This article might make more sense of my previous post about fuel cells. As the source is an investment site for fuel cells, all of the pros and cons are obviously not objective. However, it seemed like a really great, basic explanation of the technology for those who don’t yet know anything about it.
As I mentioned in my other post, fuel cells work much like batteries do. Hydrogen and oxygen, the reagents, are combined and produce electricity, water, and heat. Fuel cells are described by some of most variable characteristics between the different types, which include the fuel used, the electrolyte, the specific catalyst, the operating temperature, efficiency of the cell, and the cell’s power density. Fuel cells are characteristically named after the electrolytes they use.

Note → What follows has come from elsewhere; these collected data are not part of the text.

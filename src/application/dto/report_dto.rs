//! Outcome reports returned by the use cases.

use crate::domain::BotState;

/// One image that could not be turned into a reply.
#[derive(Debug, Clone, PartialEq, Eq)]
pub struct ImageFailure {
    /// Source URL, absent for failures that precede any image.
    pub url: Option<String>,
    /// Pipeline stage that failed.
    pub stage: &'static str,
    /// Text quoted in the error reply.
    pub message: String,
}

/// What handling a single mention did.
#[derive(Debug, Clone, Default, PartialEq, Eq)]
pub struct MentionReport {
    /// Image URLs found by the collector.
    pub images_found: usize,
    /// Images answered with a compressed JPEG.
    pub images_replied: usize,
    /// Images (or the whole mention) answered with an error.
    pub failures: Vec<ImageFailure>,
    /// Statuses the server accepted, success and error replies alike.
    pub replies_posted: usize,
}

impl MentionReport {
    /// Returns true when every collected image got a JPEG reply.
    #[must_use]
    pub fn is_complete_success(&self) -> bool {
        self.images_found > 0 && self.failures.is_empty()
    }
}

/// Totals for one run of the event loop.
#[derive(Debug, Clone, Default, PartialEq, Eq)]
pub struct ListenSummary {
    /// Events read from the stream.
    pub events_received: usize,
    /// Mentions dispatched to the reply workflow.
    pub mentions_handled: usize,
    /// Replies posted across all mentions.
    pub replies_posted: usize,
    /// State after the loop returned.
    pub final_state: BotState,
}
//! In-memory EUR-base rate table.

use std::collections::{BTreeMap, HashMap};
use std::sync::Arc;

use chrono::NaiveDate;
use tokio::sync::{RwLock, RwLockReadGuard};

use crate::domain::CurrencyCode;

/// Daily EUR-base rates: date → (currency → EUR→currency rate).
///
/// Every stored rate is positive; the loader and refresh client drop
/// anything else before it reaches the table.
pub type FxTable = BTreeMap<NaiveDate, HashMap<CurrencyCode, f64>>;

/// Thread-safe, refreshable FX rate store.
///
/// Reads take a shared lock; the daily refresh takes the write lock just
/// long enough to insert one day's row.
#[derive(Clone)]
pub struct FxStore {
    inner: Arc<RwLock<FxTable>>,
}

impl FxStore {
    /// Create a store from a pre-loaded table.
    pub fn new(table: FxTable) -> Self {
        Self {
            inner: Arc::new(RwLock::new(table)),
        }
    }

    /// Create an empty store.
    pub fn empty() -> Self {
        Self::new(FxTable::new())
    }

    /// The most recent date with any rates.
    pub async fn latest_date(&self) -> Option<NaiveDate> {
        let table = self.inner.read().await;
        table.keys().next_back().copied()
    }

    /// Number of days of data.
    pub async fn day_count(&self) -> usize {
        let table = self.inner.read().await;
        table.len()
    }

    /// Insert (or replace) one day's EUR-base rates. Returns the number of
    /// currencies stored for that day.
    pub async fn insert_day(&self, date: NaiveDate, rates: HashMap<CurrencyCode, f64>) -> usize {
        let count = rates.len();
        let mut table = self.inner.write().await;
        table.insert(date, rates);
        count
    }

    /// Take a read guard over the whole table for multi-lookup operations.
    pub(crate) async fn read(&self) -> RwLockReadGuard<'_, FxTable> {
        self.inner.read().await
    }
}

There are two different overarching categories of fuel cells–those with high operating temperatures and those with low operating temperatures. Fuel cells with low operating temperatures are used for vehicles and other technologies that require a transportable fuel source. Those with high operating temperatures are stationary sources of power.
The list in this link describes some of the different types of fuel cells.
To discuss fuel cells powering cars as compared to gasoline engines, a car using pure hydrogen in an optimally efficient engine will have an efficiency rate of 64%. Gasoline-powered vehicles have an efficiency of about 20%, while electric vehicles are about 26% efficient when the source of original electricity is taken into account.